'''

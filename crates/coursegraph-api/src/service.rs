//! Read-side aggregation over a [`CourseStore`].

use coursegraph_core::gpa::{round2, weighted_gpa};
use coursegraph_core::{
    ConcurrentItem, Course, CourseCode, CourseDetail, CourseGraphError, CourseStore,
    CourseSummary, InstructorGradeRecord, InstructorStats, PrerequisiteItem, Result,
};
use std::cmp::Ordering;
use std::collections::HashMap;
use std::sync::Arc;
use tracing::{debug, instrument, warn};

#[derive(Clone)]
pub struct QueryService {
    store: Arc<dyn CourseStore>,
}

impl QueryService {
    pub fn new(store: Arc<dyn CourseStore>) -> Self {
        Self { store }
    }

    pub fn store(&self) -> &Arc<dyn CourseStore> {
        &self.store
    }

    /// Every course with its student-weighted average GPA, ascending by code.
    #[instrument(skip(self))]
    pub async fn list_courses(&self) -> Result<Vec<CourseSummary>> {
        let (courses, grades) =
            tokio::try_join!(self.store.list_courses(), self.store.grade_records(None))?;

        let mut by_course: HashMap<CourseCode, Vec<InstructorGradeRecord>> = HashMap::new();
        for record in grades {
            by_course
                .entry(record.course_code.clone())
                .or_default()
                .push(record);
        }

        let mut summaries: Vec<CourseSummary> = courses
            .into_iter()
            .map(|course| {
                let records = by_course.get(&course.code).map_or(&[][..], Vec::as_slice);
                let avg_gpa = course_average(records);
                summarize(course, avg_gpa)
            })
            .collect();
        summaries.sort_by(|a, b| a.course_code.cmp(&b.course_code));

        debug!(courses = summaries.len(), "listed courses");
        Ok(summaries)
    }

    /// One course with its instructors, prerequisites and concurrent options.
    #[instrument(skip(self), fields(course = %code))]
    pub async fn course_detail(&self, code: &CourseCode) -> Result<CourseDetail> {
        let course = self
            .store
            .find_course(code)
            .await?
            .ok_or_else(|| CourseGraphError::CourseNotFound(code.to_string()))?;

        let (grades, prerequisites, concurrent) = tokio::try_join!(
            self.store.grade_records(Some(code)),
            self.store.prerequisites(code),
            self.store.concurrent_enrollment(code),
        )?;

        let avg_gpa = course_average(&grades);
        let instructors = instructor_stats(grades);

        let mut edges: Vec<(i64, CourseCode)> = prerequisites
            .into_iter()
            .map(|edge| (edge.group_id, edge.prerequisite))
            .collect();
        edges.sort();
        edges.dedup();

        let mut partners: Vec<CourseCode> = concurrent.into_iter().map(|e| e.partner).collect();
        partners.sort();
        partners.dedup();

        debug!(
            instructors = instructors.len(),
            prerequisites = edges.len(),
            concurrent = partners.len(),
            "assembled course detail"
        );

        Ok(CourseDetail {
            course: Some(summarize(course, avg_gpa)),
            instructors,
            prerequisites: edges
                .into_iter()
                .map(|(group_id, code)| PrerequisiteItem {
                    prerequisite_course_code: code,
                    requirement_group_id: group_id,
                })
                .collect(),
            concurrent_enrollment: partners
                .into_iter()
                .map(|code| ConcurrentItem {
                    concurrent_enrollment_course_code: code,
                })
                .collect(),
        })
    }
}

fn summarize(course: Course, avg_gpa: Option<f64>) -> CourseSummary {
    CourseSummary {
        course_code: course.code,
        course_name: course.name,
        credit_hours: course.credit_hours,
        avg_gpa,
    }
}

/// Weighted GPA over rows that have students and a complete distribution.
fn course_average(records: &[InstructorGradeRecord]) -> Option<f64> {
    weighted_gpa(records.iter().filter(|r| r.has_students()).filter_map(|record| {
        if !record.distribution.is_consistent() {
            warn!(
                course = %record.course_code,
                instructor = record.instructor.as_deref().unwrap_or("unknown"),
                total = record.distribution.total().unwrap_or_default(),
                "grade distribution does not add up to 100%"
            );
        }
        let gpa = record.distribution.gpa()?;
        let students = record.total_students?;
        Some((gpa, students))
    }))
}

/// Instructor rows with students, best GPA first and undefined GPAs last.
fn instructor_stats(records: Vec<InstructorGradeRecord>) -> Vec<InstructorStats> {
    let mut stats: Vec<InstructorStats> = records
        .into_iter()
        .filter(InstructorGradeRecord::has_students)
        .map(|record| InstructorStats {
            gpa: record.distribution.gpa().map(round2),
            instructor: record.instructor,
            percentage_a: record.distribution.a,
            percentage_b: record.distribution.b,
            percentage_c: record.distribution.c,
            percentage_d: record.distribution.d,
            percentage_f: record.distribution.f,
            total_students: record.total_students,
        })
        .collect();

    // sort_by is stable, ties keep store order
    stats.sort_by(|a, b| match (a.gpa, b.gpa) {
        (Some(x), Some(y)) => y.total_cmp(&x),
        (Some(_), None) => Ordering::Less,
        (None, Some(_)) => Ordering::Greater,
        (None, None) => Ordering::Equal,
    });
    stats
}
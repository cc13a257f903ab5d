use crate::{CourseGraphError, Result};
use serde::{Deserialize, Serialize};
use std::fmt;

/// Catalog key of a course, e.g. `CS101`. Never empty, never padded.
#[derive(Debug, Clone, PartialEq, Eq, Hash, PartialOrd, Ord, Serialize, Deserialize)]
#[serde(try_from = "String", into = "String")]
pub struct CourseCode(String);

impl CourseCode {
    pub fn parse(raw: &str) -> Result<Self> {
        let trimmed = raw.trim();
        if trimmed.is_empty() {
            return Err(CourseGraphError::InvalidInput(
                "course code must not be empty".into(),
            ));
        }
        Ok(Self(trimmed.to_string()))
    }

    pub fn as_str(&self) -> &str {
        &self.0
    }
}

impl fmt::Display for CourseCode {
    fn fmt(&self, f: &mut fmt::Formatter<'_>) -> fmt::Result {
        f.write_str(&self.0)
    }
}

impl TryFrom<String> for CourseCode {
    type Error = CourseGraphError;

    fn try_from(value: String) -> Result<Self> {
        Self::parse(&value)
    }
}

impl From<CourseCode> for String {
    fn from(code: CourseCode) -> Self {
        code.0
    }
}

/// One row of the course list.
#[derive(Debug, Clone, PartialEq, Serialize, Deserialize)]
pub struct CourseSummary {
    pub course_code: CourseCode,
    pub course_name: String,
    pub credit_hours: Option<u32>,
    pub avg_gpa: Option<f64>,
}

/// Grade statistics of one instructor for one course.
#[derive(Debug, Clone, PartialEq, Serialize, Deserialize)]
pub struct InstructorStats {
    #[serde(rename = "Instructor")]
    pub instructor: Option<String>,
    #[serde(rename = "Percentage_As")]
    pub percentage_a: Option<f64>,
    #[serde(rename = "Percentage_Bs")]
    pub percentage_b: Option<f64>,
    #[serde(rename = "Percentage_Cs")]
    pub percentage_c: Option<f64>,
    #[serde(rename = "Percentage_Ds")]
    pub percentage_d: Option<f64>,
    #[serde(rename = "Percentage_Fs")]
    pub percentage_f: Option<f64>,
    #[serde(rename = "Total_Students")]
    pub total_students: Option<u32>,
    /// Rounded to two decimals; `None` when a percentage is missing.
    pub gpa: Option<f64>,
}

impl InstructorStats {
    pub fn percentages(&self) -> [Option<f64>; 5] {
        [
            self.percentage_a,
            self.percentage_b,
            self.percentage_c,
            self.percentage_d,
            self.percentage_f,
        ]
    }
}

#[derive(Debug, Clone, PartialEq, Eq, Serialize, Deserialize)]
pub struct PrerequisiteItem {
    pub prerequisite_course_code: CourseCode,
    pub requirement_group_id: i64,
}

#[derive(Debug, Clone, PartialEq, Eq, Serialize, Deserialize)]
pub struct ConcurrentItem {
    pub concurrent_enrollment_course_code: CourseCode,
}

/// Course fields merged with its instructor, prerequisite and
/// concurrent-enrollment lists.
///
/// `course` is `None` only for the legacy empty-detail response of an unknown
/// course; the three lists are always present.
#[derive(Debug, Clone, PartialEq, Serialize, Deserialize)]
pub struct CourseDetail {
    #[serde(flatten)]
    pub course: Option<CourseSummary>,
    #[serde(default)]
    pub instructors: Vec<InstructorStats>,
    #[serde(default)]
    pub prerequisites: Vec<PrerequisiteItem>,
    #[serde(rename = "concurrentEnrollment", default)]
    pub concurrent_enrollment: Vec<ConcurrentItem>,
}

impl CourseDetail {
    pub fn empty() -> Self {
        Self {
            course: None,
            instructors: Vec::new(),
            prerequisites: Vec::new(),
            concurrent_enrollment: Vec::new(),
        }
    }

    pub fn course_code(&self) -> Option<&CourseCode> {
        self.course.as_ref().map(|c| &c.course_code)
    }
}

'''

• TASK OBJECTIVE
Could you retype exactly the lines from the first one of the records through the line containing "let (grades, prerequisites, concurrent)", both included, and nothing more?

• WRITTEN RESPONSE
filename crates/coursegraph-api/src/service.rs
//! Read-side aggregation over a [`CourseStore`].

use coursegraph_core::gpa::{round2, weighted_gpa};
use coursegraph_core::{
    ConcurrentItem, Course, CourseCode, CourseDetail, CourseGraphError, CourseStore,
    CourseSummary, InstructorGradeRecord, InstructorStats, PrerequisiteItem, Result,
};
use std::cmp::Ordering;
use std::collections::HashMap;
use std::sync::Arc;
use tracing::{debug, instrument, warn};

#[derive(Clone)]
pub struct QueryService {
    store: Arc<dyn CourseStore>,
}

impl QueryService {
    pub fn new(store: Arc<dyn CourseStore>) -> Self {
        Self { store }
    }

    pub fn store(&self) -> &Arc<dyn CourseStore> {
        &self.store
    }

    /// Every course with its student-weighted average GPA, ascending by code.
    #[instrument(skip(self))]
    pub async fn list_courses(&self) -> Result<Vec<CourseSummary>> {
        let (courses, grades) =
            tokio::try_join!(self.store.list_courses(), self.store.grade_records(None))?;

        let mut by_course: HashMap<CourseCode, Vec<InstructorGradeRecord>> = HashMap::new();
        for record in grades {
            by_course
                .entry(record.course_code.clone())
                .or_default()
                .push(record);
        }

        let mut summaries: Vec<CourseSummary> = courses
            .into_iter()
            .map(|course| {
                let records = by_course.get(&course.code).map_or(&[][..], Vec::as_slice);
                let avg_gpa = course_average(records);
                summarize(course, avg_gpa)
            })
            .collect();
        summaries.sort_by(|a, b| a.course_code.cmp(&b.course_code));

        debug!(courses = summaries.len(), "listed courses");
        Ok(summaries)
    }

    /// One course with its instructors, prerequisites and concurrent options.
    #[instrument(skip(self), fields(course = %code))]
    pub async fn course_detail(&self, code: &CourseCode) -> Result<CourseDetail> {
        let course = self
            .store
            .find_course(code)
            .await?
            .ok_or_else(|| CourseGraphError::CourseNotFound(code.to_string()))?;

        let (grades, prerequisites, concurrent) = tokio::try_join!(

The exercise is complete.